The Journal, June 2006, page 40
There was a time when a few changes to a business’s accounting methods, all within the rules, could help reduce its tax bill. Now it seems changes imposed by accounting rule-setters are forcing tax bills up.
Even more curiously, it’s the taxman who is trying to mitigate the impact. The latest example is the revised Statement of Recommended Practice (SORP) for accounting for limited liability partnerships. It applies to periods ending on or after 31 March 2006.
The new SORP brings accounting for LLPs into line with the modern distinction between debt and equity, so that any funding that is repayable is treated as debt. This means that under the new SORP, members’ interests in the LLP that would previously have been regarded as capital will now be classified as debt, unless the LLP has the right to withhold repayment (which is unlikely to be acceptable to many). Similarly, members’ profit shares could be treated as an expense in the profit and loss account instead of an appropriation of profit if they have an entitlement to shares of profit. In some cases, the new accounting treatment could lead to an LLP having no profit and no net assets.
A number of tax consequences could flow from these changes – not least a suggestion that partners ought perhaps to be classed as employees, so that PAYE and national insurance contributions would be due on their earnings. Fortunately, HM Revenue & Customs has confirmed that the general principle of treating an LLP in the same way as a partnership will continue despite these accounting changes. In other words, HMRC has agreed to pretend that the old accounting treatment still stands.
Individual LLP members should check that. Meanwhile, a lot of service businesses with a long tail of work in progress – from financial intermediaries to building and manufacturing subcontractors – might also want to check the tax consequences of how this is now to be accounted for under the infamous UITF 40.
In many cases, businesses must now treat as sales or fee income all work done in the current year even if the work is not completed and invoiced until after the year end. That could mean a one-off leap in turnover, profits – on paper, anyway – and consequently additional tax to pay.

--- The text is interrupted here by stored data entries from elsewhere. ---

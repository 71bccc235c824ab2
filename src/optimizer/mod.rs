/*
    The advisor never looks at SQL itself. Everything it knows about a statement comes from an
    optimizer that can answer "what if" questions: how expensive would this statement be if
    exactly this configuration of candidate indexes existed, and which of those indexes would
    its plan actually use. Those calls are expensive (a full optimization pass each), which is
    why the index benefit graph works so hard to avoid them.
 */
pub mod synthetic;

use std::sync::Arc;

use ahash::AHashMap;

use crate::{candidate::{Configuration, IndexId, Snapshot}, error::OracleError};

#[derive(Copy, Clone, Debug, PartialEq, Eq, Hash)]
pub enum StatementCategory {
    Query,
    Modification,
    SchemaChange,
}

#[derive(Debug, Clone, PartialEq)]
pub struct WhatIfResult {
    pub cost: f64,
    // The part of the configuration the chosen plan touches
    pub used_indexes: Configuration,
}

impl WhatIfResult {
    pub fn new(cost: f64, used_indexes: Configuration) -> WhatIfResult {
        WhatIfResult { cost, used_indexes }
    }
}

#[derive(Debug, Clone, PartialEq)]
pub struct ExplainInfo {
    pub category: StatementCategory,
    // Extra cost a modifying statement pays per materialized index
    pub maintenance_costs: AHashMap<IndexId, f64>,
}

impl ExplainInfo {
    pub fn query() -> ExplainInfo {
        ExplainInfo { category: StatementCategory::Query, maintenance_costs: AHashMap::new() }
    }

    pub fn modification(maintenance_costs: AHashMap<IndexId, f64>) -> ExplainInfo {
        ExplainInfo { category: StatementCategory::Modification, maintenance_costs }
    }

    pub fn schema_change() -> ExplainInfo {
        ExplainInfo { category: StatementCategory::SchemaChange, maintenance_costs: AHashMap::new() }
    }

    pub fn maintenance_cost(&self, index: IndexId) -> f64 {
        match self.category {
            StatementCategory::Modification => self.maintenance_costs.get(&index).copied().unwrap_or(0.0),
            _ => 0.0,
        }
    }
}

// Cost function of a single statement. Must be deterministic within one round.
#[cfg_attr(test, mockall::automock)]
pub trait WhatIfOracle {
    fn evaluate(&self, config: &Configuration) -> Result<WhatIfResult, OracleError>;
}

impl<F> WhatIfOracle for F where F: Fn(&Configuration) -> Result<WhatIfResult, OracleError> {
    fn evaluate(&self, config: &Configuration) -> Result<WhatIfResult, OracleError> {
        self(config)
    }
}

#[cfg_attr(test, mockall::automock)]
pub trait WhatIfOptimizer: Send + Sync {
    fn explain(&self, sql: &str, snapshot: &Snapshot) -> Result<ExplainInfo, OracleError>;
    fn what_if(&self, sql: &str, config: &Configuration) -> Result<WhatIfResult, OracleError>;
}

// Binds one statement to an optimizer, which turns it into that statement's cost function.
pub struct StatementOracle {
    optimizer: Arc<dyn WhatIfOptimizer>,
    sql: String,
}

impl StatementOracle {
    pub fn new(optimizer: Arc<dyn WhatIfOptimizer>, sql: &str) -> StatementOracle {
        StatementOracle { optimizer, sql: sql.to_string() }
    }
}

impl WhatIfOracle for StatementOracle {
    fn evaluate(&self, config: &Configuration) -> Result<WhatIfResult, OracleError> {
        self.optimizer.what_if(&self.sql, config)
    }
}
use std::sync::Arc;

use ahash::AHashMap;
use oxid_tune::{optimizer::{synthetic::{PlanMenu, SyntheticOptimizer}, ExplainInfo}, AdvisorConfig, AdvisorResult, IndexDescriptor, TuningSession};

// Small workload against the synthetic optimizer, printing what the advisor recommends after each statement.
fn main() {
    println!("OxidTune - Online Index Advisor");
    if let Err(e) = run() {
        println!("Error: {}", e);
        std::process::exit(1);
    }
}

fn run() -> AdvisorResult<()> {
    let config = AdvisorConfig::new();
    let optimizer = Arc::new(SyntheticOptimizer::new());
    let mut session = TuningSession::new(optimizer.clone(), &config)?;

    let people_age = session.add_candidate(IndexDescriptor::btree("people", &["age"], 40.0))?;
    let people_name = session.add_candidate(IndexDescriptor::btree("people", &["name"], 40.0))?;
    let people_age_name = session.add_candidate(IndexDescriptor::btree("people", &["age", "name"], 80.0))?;

    optimizer.register_query("SELECT name FROM people WHERE age = 42",
        PlanMenu::new(1000.0).with_plan(&[people_age.id], 120.0).with_plan(&[people_age_name.id], 60.0));
    optimizer.register_query("SELECT age FROM people WHERE name = 'Ada'",
        PlanMenu::new(1000.0).with_plan(&[people_name.id], 90.0));
    let mut maintenance = AHashMap::new();
    for index in session.pool().snapshot().iter() {
        maintenance.insert(index.id, 25.0);
    }
    optimizer.register("UPDATE people SET age = age + 1", ExplainInfo::modification(maintenance),
        PlanMenu::new(500.0));

    let workload = [
        "SELECT name FROM people WHERE age = 42",
        "SELECT name FROM people WHERE age = 42",
        "SELECT age FROM people WHERE name = 'Ada'",
        "UPDATE people SET age = age + 1",
        "SELECT name FROM people WHERE age = 42",
        "SELECT age FROM people WHERE name = 'Ada'",
    ];
    for sql in workload {
        let recommendation = session.process_statement(sql)?;
        println!("{}", sql);
        for index in &recommendation {
            println!("    {}", index);
        }
        if recommendation.is_empty() {
            println!("    (no indexes)");
        }
    }

    session.vote(IndexDescriptor::btree("people", &["name"], 40.0), false)?;
    println!("After a negative vote on people(name): {} hot indexes, {} what-if calls in total",
        session.wfa().hot_set().len(), optimizer.what_if_calls());
    Ok(())
}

When this issue first arose last year, the attention was on accountancy and law firms whose professional bodies, including the Law Society of Scotland, lobbied successfully for relief. It may therefore have passed a lot of other types of businesses by that the change affects them as well, and the impact could be just as severe – a one-off, perhaps crippling blow to cash flow to pay the extra tax.

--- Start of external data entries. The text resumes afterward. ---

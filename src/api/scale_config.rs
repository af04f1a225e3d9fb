use serde::{Deserialize, Serialize};
use tracing::debug;

use crate::core::{Knots, PowerScale};
use crate::error::ScaleResult;

/// Serializable power-scale setup.
///
/// Hosts persist and reload scales through this type; missing fields fall
/// back to the `PowerScale::new()` defaults.
#[derive(Debug, Clone, PartialEq, Serialize, Deserialize)]
pub struct PowerScaleConfig {
    #[serde(default = "default_exponent")]
    pub exponent: f64,
    #[serde(default)]
    pub domain: Knots,
    #[serde(default)]
    pub range: Knots,
    #[serde(default)]
    pub clamp: bool,
    #[serde(default)]
    pub round: bool,
}

impl Default for PowerScaleConfig {
    fn default() -> Self {
        Self {
            exponent: default_exponent(),
            domain: Knots::default(),
            range: Knots::default(),
            clamp: false,
            round: false,
        }
    }
}

impl PowerScaleConfig {
    /// Sets the exponent.
    #[must_use]
    pub fn with_exponent(mut self, exponent: f64) -> Self {
        self.exponent = exponent;
        self
    }

    /// Sets domain and range knots.
    #[must_use]
    pub fn with_knots(mut self, domain: Knots, range: Knots) -> Self {
        self.domain = domain;
        self.range = range;
        self
    }

    #[must_use]
    pub fn with_clamp(mut self, clamp: bool) -> Self {
        self.clamp = clamp;
        self
    }

    #[must_use]
    pub fn with_round(mut self, round: bool) -> Self {
        self.round = round;
        self
    }
}

impl PowerScale {
    /// Builds a scale from a config, applying the same validation as the setters.
    pub fn from_config(config: &PowerScaleConfig) -> ScaleResult<Self> {
        let mut scale = Self::with_exponent(config.exponent)?;
        scale.set_knots(config.domain.to_values(), config.range.to_values())?;
        if config.round {
            scale.set_range_round(config.range.to_values())?;
        }
        scale.set_clamp(config.clamp);
        debug!(
            exponent = config.exponent,
            knots = config.domain.len(),
            clamp = config.clamp,
            round = config.round,
            "power scale from config"
        );
        Ok(scale)
    }

    #[must_use]
    pub fn to_config(&self) -> PowerScaleConfig {
        PowerScaleConfig {
            exponent: self.exponent(),
            domain: self.domain().clone(),
            range: self.range().clone(),
            clamp: self.clamp(),
            round: self.is_round(),
        }
    }
}

fn default_exponent() -> f64 {
    1.0
}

Indeed, when the lawyers and accountants tried to show the Treasury they would not be the only ones hit, they found few other businesses had adequate work-in-progress records available to quantify the additional tax. They may still not have the processes or agreements in place to invoice more frequently and bring in the cash needed.
Again, the taxman has bent to help, allowing the extra tax to be spread over three years, and up to six for businesses severely hurt. The spreading relief (see Journal, May, 36) is not as generous as the 10 years’ spreading relief given when the cash basis ended for solicitors, and it appears that early adopters of the new accounting treatment do not get the full benefit of the spreading relief. But, as HMRC said, this time it couldn’t be blamed. The additional tax charge is all due to new accounting rules, the rationale for which is not always easy to see.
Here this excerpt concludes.